Glucose sensing using 3D array of reproducible surface enhanced Raman scattering substrates
20 Aug 2009-Proceedings of SPIE (International Society for Optics and Photonics)-Vol. 7397, pp 95-104
TL;DR: In this paper, a new class of SERS substrate with ordered 3D nanostructures fabricated on silicon wafer by deep UV lithography is reported, followed by bi-metallic coating of silver and gold.
Abstract: Surface Enhanced Raman Scattering (SERS) technique is used as an indispensable and sensitive modality for bio-sensing
due to its ability to distinguish the analyte molecules based on their distinct 'fingerprint' spectra. One of the most
promising SERS substrates for biosensing was fabricated by coating noble metal film over orderly packed nanospheres.

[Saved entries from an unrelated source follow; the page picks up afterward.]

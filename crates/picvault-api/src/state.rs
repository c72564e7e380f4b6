//! Application state shared across all handlers and middleware.

use std::sync::Arc;

use picvault_auth::JwtDecoder;
use picvault_core::config::AppConfig;
use picvault_core::traits::media::MediaStore;
use picvault_database::NodeStore;
use picvault_storage::MediaManager;
use picvault_service::{NodeService, UploadService};

/// Application state containing all shared dependencies.
///
/// Passed to every Axum handler via `State<AppState>`.
/// All fields are `Arc`-wrapped for cheap cloning across tasks.
#[derive(Debug, Clone)]
pub struct AppState {
    /// Application configuration
    pub config: Arc<AppConfig>,
    /// Node store (Postgres or in-memory)
    pub store: Arc<NodeStore>,
    /// Media provider manager
    pub media: Arc<MediaManager>,
    /// Bearer token validator
    pub jwt_decoder: Arc<JwtDecoder>,
    /// Tree operations
    pub node_service: Arc<NodeService>,
    /// Two-step uploads
    pub upload_service: Arc<UploadService>,
}

impl AppState {
    /// Wires services on top of an already-connected store and media manager.
    pub fn new(config: AppConfig, store: NodeStore, media: MediaManager) -> Self {
        let media = Arc::new(media);
        let media_store: Arc<dyn MediaStore> = media.clone();

        let node_service = NodeService::new(
            store.repository(),
            Arc::clone(&media_store),
            config.storage.clone(),
        );
        let upload_service = UploadService::new(node_service.clone(), media_store);
        let jwt_decoder = JwtDecoder::new(&config.auth);

        Self {
            config: Arc::new(config),
            store: Arc::new(store),
            media,
            jwt_decoder: Arc::new(jwt_decoder),
            node_service: Arc::new(node_service),
            upload_service: Arc::new(upload_service),
        }
    }
}
//! Node store that dispatches to the configured repository backend.

use std::sync::Arc;

use tracing::info;

use picvault_core::config::DatabaseConfig;
use picvault_core::error::AppError;
use picvault_core::result::AppResult;

use crate::connection::DatabasePool;
use crate::migration::run_migrations;
use crate::repositories::node::{MemoryNodeRepository, NodeRepository, PgNodeRepository};

/// Owns the selected [`NodeRepository`] and, for Postgres, its pool.
#[derive(Debug, Clone)]
pub struct NodeStore {
    repository: Arc<dyn NodeRepository>,
    pool: Option<DatabasePool>,
}

impl NodeStore {
    /// Build the backend named by `database.provider`.
    pub async fn connect(config: &DatabaseConfig) -> AppResult<Self> {
        match config.provider.as_str() {
            "postgres" => {
                info!("Initializing PostgreSQL node repository");
                let pool = DatabasePool::connect(config).await?;
                if config.run_migrations {
                    run_migrations(pool.pool()).await?;
                }
                let repository = PgNodeRepository::new(pool.pool().clone(), config);
                Ok(Self {
                    repository: Arc::new(repository),
                    pool: Some(pool),
                })
            }
            "memory" => {
                info!("Initializing in-memory node repository");
                Ok(Self::in_memory())
            }
            other => Err(AppError::configuration(format!(
                "Unknown database provider: '{other}'. Supported: postgres, memory"
            ))),
        }
    }

    /// A store backed by a fresh in-memory repository.
    pub fn in_memory() -> Self {
        Self::from_repository(Arc::new(MemoryNodeRepository::new()))
    }

    /// Wrap an existing repository (for testing).
    pub fn from_repository(repository: Arc<dyn NodeRepository>) -> Self {
        Self {
            repository,
            pool: None,
        }
    }

    /// Shared handle to the repository.
    pub fn repository(&self) -> Arc<dyn NodeRepository> {
        Arc::clone(&self.repository)
    }

    /// The Postgres pool, when that backend is in use.
    pub fn pool(&self) -> Option<&DatabasePool> {
        self.pool.as_ref()
    }

    /// Release backend resources.
    pub async fn close(&self) {
        if let Some(pool) = &self.pool {
            pool.close().await;
        }
    }
}
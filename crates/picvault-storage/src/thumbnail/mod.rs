//! Preview rendition generation.

pub mod generator;

pub use generator::ThumbnailGenerator;
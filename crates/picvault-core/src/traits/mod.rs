//! Core traits defined in `picvault-core` and implemented by other crates.

pub mod media;

pub use media::{MediaStore, StoredAsset};
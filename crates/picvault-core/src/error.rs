//! Unified application error types for PicVault.
//!
//! All crates map their internal errors into [`AppError`] for consistent
//! propagation through the ? operator. Every [`ErrorKind`] renders as a
//! stable machine-readable code that clients may match on.

use std::fmt;
use thiserror::Error;

/// Top-level error kind categorization used across the entire application.
#[derive(Debug, Clone, Copy, PartialEq, Eq, Hash, serde::Serialize, serde::Deserialize)]
pub enum ErrorKind {
    /// The node or parent does not exist, or is not owned by the caller.
    NotFound,
    /// Malformed input: empty name, size over limit, unsupported type.
    InvalidArgument,
    /// The request is well-formed but violates a tree rule
    /// (delete without trashing first, cycle-introducing move).
    InvalidOperation,
    /// A concurrent mutation invalidated an assumption of this request.
    Conflict,
    /// The media store was unreachable or rejected the asset.
    ExternalService,
    /// The bearer token was missing, invalid, or expired.
    Authentication,
    /// A database error occurred.
    Database,
    /// A local storage I/O error occurred.
    Storage,
    /// A configuration error occurred.
    Configuration,
    /// A serialization/deserialization error occurred.
    Serialization,
    /// An internal server error occurred.
    Internal,
}

impl ErrorKind {
    /// Stable error code exposed to API clients.
    pub fn code(&self) -> &'static str {
        match self {
            Self::NotFound => "NOT_FOUND",
            Self::InvalidArgument => "INVALID_ARGUMENT",
            Self::InvalidOperation => "INVALID_OPERATION",
            Self::Conflict => "CONFLICT",
            Self::ExternalService => "EXTERNAL_SERVICE_FAILURE",
            Self::Authentication => "UNAUTHENTICATED",
            Self::Database => "DATABASE_ERROR",
            Self::Storage => "STORAGE_ERROR",
            Self::Configuration => "CONFIGURATION_ERROR",
            Self::Serialization => "SERIALIZATION_ERROR",
            Self::Internal => "INTERNAL_ERROR",
        }
    }

    /// Whether the error is caused by the caller rather than the server.
    pub fn is_client_error(&self) -> bool {
        matches!(
            self,
            Self::NotFound
                | Self::InvalidArgument
                | Self::InvalidOperation
                | Self::Conflict
                | Self::Authentication
        )
    }
}

impl fmt::Display for ErrorKind {
    fn fmt(&self, f: &mut fmt::Formatter<'_>) -> fmt::Result {
        f.write_str(self.code())
    }
}

/// The unified application error used throughout PicVault.
#[derive(Debug, Error)]
#[error("{kind}: {message}")]
pub struct AppError {
    /// The category of error.
    pub kind: ErrorKind,
    /// A human-readable error message.
    pub message: String,
    /// Optional underlying cause.
    #[source]
    pub source: Option<Box<dyn std::error::Error + Send + Sync>>,
}

impl AppError {
    /// Create a new application error.
    pub fn new(kind: ErrorKind, message: impl Into<String>) -> Self {
        Self {
            kind,
            message: message.into(),
            source: None,
        }
    }

    /// Create a new application error with an underlying cause.
    pub fn with_source(
        kind: ErrorKind,
        message: impl Into<String>,
        source: impl std::error::Error + Send + Sync + 'static,
    ) -> Self {
        Self {
            kind,
            message: message.into(),
            source: Some(Box::new(source)),
        }
    }

    /// Create a not-found error.
    pub fn not_found(message: impl Into<String>) -> Self {
        Self::new(ErrorKind::NotFound, message)
    }

    /// Create an invalid-argument error.
    pub fn invalid_argument(message: impl Into<String>) -> Self {
        Self::new(ErrorKind::InvalidArgument, message)
    }

    /// Create an invalid-operation error.
    pub fn invalid_operation(message: impl Into<String>) -> Self {
        Self::new(ErrorKind::InvalidOperation, message)
    }

    /// Create a conflict error.
    pub fn conflict(message: impl Into<String>) -> Self {
        Self::new(ErrorKind::Conflict, message)
    }

    /// Create an external-service error.
    pub fn external_service(message: impl Into<String>) -> Self {
        Self::new(ErrorKind::ExternalService, message)
    }

    /// Create an authentication error.
    pub fn authentication(message: impl Into<String>) -> Self {
        Self::new(ErrorKind::Authentication, message)
    }

    /// Create a database error.
    pub fn database(message: impl Into<String>) -> Self {
        Self::new(ErrorKind::Database, message)
    }

    /// Create a storage error.
    pub fn storage(message: impl Into<String>) -> Self {
        Self::new(ErrorKind::Storage, message)
    }

    /// Create a configuration error.
    pub fn configuration(message: impl Into<String>) -> Self {
        Self::new(ErrorKind::Configuration, message)
    }

    /// Create an internal error.
    pub fn internal(message: impl Into<String>) -> Self {
        Self::new(ErrorKind::Internal, message)
    }
}

impl Clone for AppError {
    fn clone(&self) -> Self {
        Self {
            kind: self.kind,
            message: self.message.clone(),
            source: None,
        }
    }
}

impl From<serde_json::Error> for AppError {
    fn from(err: serde_json::Error) -> Self {
        Self::with_source(
            ErrorKind::Serialization,
            format!("JSON serialization error: {err}"),
            err,
        )
    }
}

impl From<std::io::Error> for AppError {
    fn from(err: std::io::Error) -> Self {
        Self::with_source(ErrorKind::Storage, format!("I/O error: {err}"), err)
    }
}

impl From<config::ConfigError> for AppError {
    fn from(err: config::ConfigError) -> Self {
        Self::with_source(
            ErrorKind::Configuration,
            format!("Configuration error: {err}"),
            err,
        )
    }
}
//! JWT decoding, dev token encoding, and claims.

pub mod claims;
pub mod decoder;
pub mod encoder;

pub use claims::{Claims, UserProfile};
pub use decoder::JwtDecoder;
pub use encoder::JwtEncoder;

However, the major challenge in developing such a sensor is to achieve reproducible SERS substrate. Here, we report a
new class of SERS substrate with ordered 3D nanostructures fabricated on silicon wafer by deep UV lithography
technique followed by bi-metallic coating of silver and gold. Compared to the substrate fabricated by conventional
nanosphere lithography, this approach allows better control of the nanostructures, which in turn gives uniform surface
roughness for the metal film to provide adequate SERS enhancement with high reproducibility. Significance of this
substrate for biomedical application was demonstrated by glucose sensing under physiologically relevant conditions.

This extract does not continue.